> [Problem to solve]
Nothing outside the stretch is wanted. Repeat exactly the lines of the listing below from the one that contains "result.exit_code = ENGINE_FAILURE_EXIT_CODE;" through the one that contains "finished, but no", both ends included.

> [Information shown]
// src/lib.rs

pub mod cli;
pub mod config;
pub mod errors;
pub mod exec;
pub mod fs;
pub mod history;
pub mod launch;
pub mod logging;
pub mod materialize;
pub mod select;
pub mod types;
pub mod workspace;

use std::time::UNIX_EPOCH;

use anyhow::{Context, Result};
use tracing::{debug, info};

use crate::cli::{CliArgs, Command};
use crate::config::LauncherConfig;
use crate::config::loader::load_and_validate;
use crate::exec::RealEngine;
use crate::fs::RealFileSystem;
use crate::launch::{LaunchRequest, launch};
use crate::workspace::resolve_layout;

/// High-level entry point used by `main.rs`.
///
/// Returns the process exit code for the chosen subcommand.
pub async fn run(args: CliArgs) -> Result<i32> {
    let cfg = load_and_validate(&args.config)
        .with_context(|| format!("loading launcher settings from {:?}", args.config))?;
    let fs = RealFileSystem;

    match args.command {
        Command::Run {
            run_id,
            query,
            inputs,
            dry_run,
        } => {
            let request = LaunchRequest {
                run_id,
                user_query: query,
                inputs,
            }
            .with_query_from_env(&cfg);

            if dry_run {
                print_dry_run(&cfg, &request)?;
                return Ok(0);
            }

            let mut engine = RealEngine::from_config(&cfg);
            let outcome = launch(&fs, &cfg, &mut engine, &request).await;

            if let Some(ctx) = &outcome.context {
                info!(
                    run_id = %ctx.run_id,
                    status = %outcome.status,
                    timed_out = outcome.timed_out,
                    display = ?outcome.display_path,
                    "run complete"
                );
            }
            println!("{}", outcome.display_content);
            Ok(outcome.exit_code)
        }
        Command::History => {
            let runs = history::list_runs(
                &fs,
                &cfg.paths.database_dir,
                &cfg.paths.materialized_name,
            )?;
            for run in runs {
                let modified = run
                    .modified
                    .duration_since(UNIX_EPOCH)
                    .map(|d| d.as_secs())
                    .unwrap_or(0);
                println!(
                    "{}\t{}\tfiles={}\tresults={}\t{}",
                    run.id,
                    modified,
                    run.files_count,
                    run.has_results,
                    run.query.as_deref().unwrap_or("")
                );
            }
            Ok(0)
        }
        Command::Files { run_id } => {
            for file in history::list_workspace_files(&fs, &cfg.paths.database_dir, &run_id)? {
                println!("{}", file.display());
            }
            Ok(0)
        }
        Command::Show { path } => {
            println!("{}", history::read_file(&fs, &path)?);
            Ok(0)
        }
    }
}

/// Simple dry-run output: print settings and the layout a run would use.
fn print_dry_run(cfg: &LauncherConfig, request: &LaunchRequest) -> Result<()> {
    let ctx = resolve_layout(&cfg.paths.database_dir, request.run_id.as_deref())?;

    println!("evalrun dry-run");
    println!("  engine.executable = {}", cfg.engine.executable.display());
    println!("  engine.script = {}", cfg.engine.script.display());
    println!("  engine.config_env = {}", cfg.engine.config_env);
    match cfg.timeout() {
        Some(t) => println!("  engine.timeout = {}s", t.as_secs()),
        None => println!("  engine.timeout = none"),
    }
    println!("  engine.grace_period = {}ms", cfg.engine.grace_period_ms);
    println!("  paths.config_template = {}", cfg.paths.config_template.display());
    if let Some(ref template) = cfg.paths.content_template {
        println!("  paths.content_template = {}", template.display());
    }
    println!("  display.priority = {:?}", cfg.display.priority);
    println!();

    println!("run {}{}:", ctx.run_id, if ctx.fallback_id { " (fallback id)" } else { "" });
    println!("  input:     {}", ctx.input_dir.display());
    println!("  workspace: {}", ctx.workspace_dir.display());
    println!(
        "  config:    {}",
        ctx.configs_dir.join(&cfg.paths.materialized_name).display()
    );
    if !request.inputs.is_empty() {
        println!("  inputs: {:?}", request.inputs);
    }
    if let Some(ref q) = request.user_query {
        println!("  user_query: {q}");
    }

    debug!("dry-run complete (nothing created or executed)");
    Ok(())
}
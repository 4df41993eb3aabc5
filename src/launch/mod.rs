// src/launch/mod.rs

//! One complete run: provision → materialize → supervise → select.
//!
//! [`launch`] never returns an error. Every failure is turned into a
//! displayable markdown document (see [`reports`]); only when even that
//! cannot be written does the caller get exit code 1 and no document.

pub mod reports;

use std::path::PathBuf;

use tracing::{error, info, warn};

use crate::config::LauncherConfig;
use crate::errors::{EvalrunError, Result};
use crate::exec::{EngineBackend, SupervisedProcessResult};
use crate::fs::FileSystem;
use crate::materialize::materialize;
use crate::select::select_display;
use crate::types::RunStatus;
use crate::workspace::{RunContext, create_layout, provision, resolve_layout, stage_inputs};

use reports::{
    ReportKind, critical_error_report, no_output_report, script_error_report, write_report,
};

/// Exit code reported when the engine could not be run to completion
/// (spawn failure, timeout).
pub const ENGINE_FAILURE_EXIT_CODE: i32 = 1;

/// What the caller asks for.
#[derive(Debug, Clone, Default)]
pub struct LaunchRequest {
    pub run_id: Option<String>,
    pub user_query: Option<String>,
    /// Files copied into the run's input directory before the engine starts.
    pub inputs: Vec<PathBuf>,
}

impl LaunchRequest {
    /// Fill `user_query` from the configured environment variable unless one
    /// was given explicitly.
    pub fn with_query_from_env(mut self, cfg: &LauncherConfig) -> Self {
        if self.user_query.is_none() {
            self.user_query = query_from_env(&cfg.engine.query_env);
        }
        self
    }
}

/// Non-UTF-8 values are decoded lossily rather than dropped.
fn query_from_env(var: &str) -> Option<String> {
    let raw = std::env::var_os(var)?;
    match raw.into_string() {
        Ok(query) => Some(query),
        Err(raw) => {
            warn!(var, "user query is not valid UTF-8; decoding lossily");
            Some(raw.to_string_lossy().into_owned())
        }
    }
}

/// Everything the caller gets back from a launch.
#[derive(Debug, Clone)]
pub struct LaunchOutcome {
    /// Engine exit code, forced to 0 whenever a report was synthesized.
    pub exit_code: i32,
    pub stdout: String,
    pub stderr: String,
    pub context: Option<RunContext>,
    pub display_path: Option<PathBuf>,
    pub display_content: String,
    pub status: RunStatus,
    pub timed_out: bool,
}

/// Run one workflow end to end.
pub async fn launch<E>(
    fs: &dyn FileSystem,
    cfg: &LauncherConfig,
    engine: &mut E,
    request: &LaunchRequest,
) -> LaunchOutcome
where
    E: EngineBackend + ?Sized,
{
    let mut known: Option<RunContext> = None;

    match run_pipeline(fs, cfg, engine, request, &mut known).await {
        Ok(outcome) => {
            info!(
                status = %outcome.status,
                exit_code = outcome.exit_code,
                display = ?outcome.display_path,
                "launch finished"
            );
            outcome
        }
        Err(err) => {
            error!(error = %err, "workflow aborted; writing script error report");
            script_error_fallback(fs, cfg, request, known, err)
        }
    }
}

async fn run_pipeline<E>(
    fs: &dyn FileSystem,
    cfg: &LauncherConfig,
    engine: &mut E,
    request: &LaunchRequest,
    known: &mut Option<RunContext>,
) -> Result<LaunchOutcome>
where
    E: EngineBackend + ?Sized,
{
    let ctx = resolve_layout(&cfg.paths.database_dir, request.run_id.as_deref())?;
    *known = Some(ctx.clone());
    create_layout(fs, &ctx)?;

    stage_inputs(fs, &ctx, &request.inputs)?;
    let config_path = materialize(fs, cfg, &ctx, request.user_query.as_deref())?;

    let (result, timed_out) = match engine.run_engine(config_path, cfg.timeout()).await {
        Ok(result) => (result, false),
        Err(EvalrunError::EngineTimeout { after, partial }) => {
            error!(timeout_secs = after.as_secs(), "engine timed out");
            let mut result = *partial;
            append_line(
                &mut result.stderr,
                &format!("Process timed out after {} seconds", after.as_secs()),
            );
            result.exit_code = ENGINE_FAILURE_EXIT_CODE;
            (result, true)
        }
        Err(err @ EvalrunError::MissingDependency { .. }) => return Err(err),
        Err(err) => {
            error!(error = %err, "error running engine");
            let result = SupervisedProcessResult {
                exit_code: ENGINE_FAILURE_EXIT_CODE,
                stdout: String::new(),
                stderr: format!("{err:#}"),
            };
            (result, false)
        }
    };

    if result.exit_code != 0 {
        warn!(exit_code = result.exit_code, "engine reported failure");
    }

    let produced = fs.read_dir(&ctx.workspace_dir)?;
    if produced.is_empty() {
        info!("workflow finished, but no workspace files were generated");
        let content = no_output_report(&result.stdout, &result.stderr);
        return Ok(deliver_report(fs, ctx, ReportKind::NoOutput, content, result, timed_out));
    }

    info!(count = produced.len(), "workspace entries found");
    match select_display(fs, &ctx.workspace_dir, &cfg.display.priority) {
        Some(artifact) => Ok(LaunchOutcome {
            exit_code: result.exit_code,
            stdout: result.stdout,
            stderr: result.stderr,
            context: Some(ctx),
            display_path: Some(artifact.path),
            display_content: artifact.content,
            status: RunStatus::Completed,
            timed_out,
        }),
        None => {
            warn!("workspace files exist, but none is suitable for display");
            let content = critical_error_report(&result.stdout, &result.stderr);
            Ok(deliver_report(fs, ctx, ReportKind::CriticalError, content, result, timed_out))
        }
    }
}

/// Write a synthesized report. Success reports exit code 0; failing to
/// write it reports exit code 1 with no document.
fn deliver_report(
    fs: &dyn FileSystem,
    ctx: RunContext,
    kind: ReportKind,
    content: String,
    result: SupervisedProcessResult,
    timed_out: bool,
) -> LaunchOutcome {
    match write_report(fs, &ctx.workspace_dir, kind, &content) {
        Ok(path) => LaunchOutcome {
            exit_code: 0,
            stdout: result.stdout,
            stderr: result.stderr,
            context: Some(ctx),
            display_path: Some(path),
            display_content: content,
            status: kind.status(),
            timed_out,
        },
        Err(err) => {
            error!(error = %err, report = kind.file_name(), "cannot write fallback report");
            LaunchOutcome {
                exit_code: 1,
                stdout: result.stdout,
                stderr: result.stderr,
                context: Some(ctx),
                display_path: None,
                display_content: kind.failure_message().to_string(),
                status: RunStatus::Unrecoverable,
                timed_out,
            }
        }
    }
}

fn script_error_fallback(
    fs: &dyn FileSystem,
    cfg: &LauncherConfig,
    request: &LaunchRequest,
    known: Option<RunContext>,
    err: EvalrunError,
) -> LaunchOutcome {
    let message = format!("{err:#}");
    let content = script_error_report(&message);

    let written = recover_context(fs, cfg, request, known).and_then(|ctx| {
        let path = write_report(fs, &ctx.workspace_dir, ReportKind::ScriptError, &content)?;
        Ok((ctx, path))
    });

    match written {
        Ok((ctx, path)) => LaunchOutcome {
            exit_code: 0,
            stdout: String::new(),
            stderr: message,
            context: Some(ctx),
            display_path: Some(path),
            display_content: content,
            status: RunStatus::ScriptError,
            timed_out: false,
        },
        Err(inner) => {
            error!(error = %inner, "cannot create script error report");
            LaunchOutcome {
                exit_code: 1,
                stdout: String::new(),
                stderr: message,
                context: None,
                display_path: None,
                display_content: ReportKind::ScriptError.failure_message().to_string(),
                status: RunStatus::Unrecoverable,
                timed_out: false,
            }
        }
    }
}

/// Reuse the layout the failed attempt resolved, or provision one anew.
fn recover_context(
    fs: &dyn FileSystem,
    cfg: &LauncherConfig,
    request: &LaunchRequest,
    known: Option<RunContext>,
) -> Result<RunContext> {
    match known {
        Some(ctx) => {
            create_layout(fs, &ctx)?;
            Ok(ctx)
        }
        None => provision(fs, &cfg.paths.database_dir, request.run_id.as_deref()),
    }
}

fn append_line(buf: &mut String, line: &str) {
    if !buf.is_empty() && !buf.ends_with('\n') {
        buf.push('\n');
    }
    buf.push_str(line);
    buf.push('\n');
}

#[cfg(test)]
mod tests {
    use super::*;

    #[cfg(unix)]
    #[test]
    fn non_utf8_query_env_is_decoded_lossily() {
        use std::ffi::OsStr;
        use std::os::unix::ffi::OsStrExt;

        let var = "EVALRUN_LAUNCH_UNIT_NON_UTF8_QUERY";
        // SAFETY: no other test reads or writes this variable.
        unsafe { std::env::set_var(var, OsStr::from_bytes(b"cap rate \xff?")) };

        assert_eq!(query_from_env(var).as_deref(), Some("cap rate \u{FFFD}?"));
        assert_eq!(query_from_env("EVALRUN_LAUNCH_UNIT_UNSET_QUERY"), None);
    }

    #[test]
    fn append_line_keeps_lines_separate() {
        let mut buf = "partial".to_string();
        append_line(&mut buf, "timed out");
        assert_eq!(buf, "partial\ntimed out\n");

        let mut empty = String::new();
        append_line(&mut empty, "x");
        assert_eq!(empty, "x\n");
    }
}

> [Answer for the task]
            result.exit_code = ENGINE_FAILURE_EXIT_CODE;
            (result, true)
        }
        Err(err @ EvalrunError::MissingDependency { .. }) => return Err(err),
        Err(err) => {
            error!(error = %err, "error running engine");
            let result = SupervisedProcessResult {
                exit_code: ENGINE_FAILURE_EXIT_CODE,
                stdout: String::new(),
                stderr: format!("{err:#}"),
            };
            (result, false)
        }
    };

    if result.exit_code != 0 {
        warn!(exit_code = result.exit_code, "engine reported failure");
    }

    let produced = fs.read_dir(&ctx.workspace_dir)?;
    if produced.is_empty() {
        info!("workflow finished, but no workspace files were generated");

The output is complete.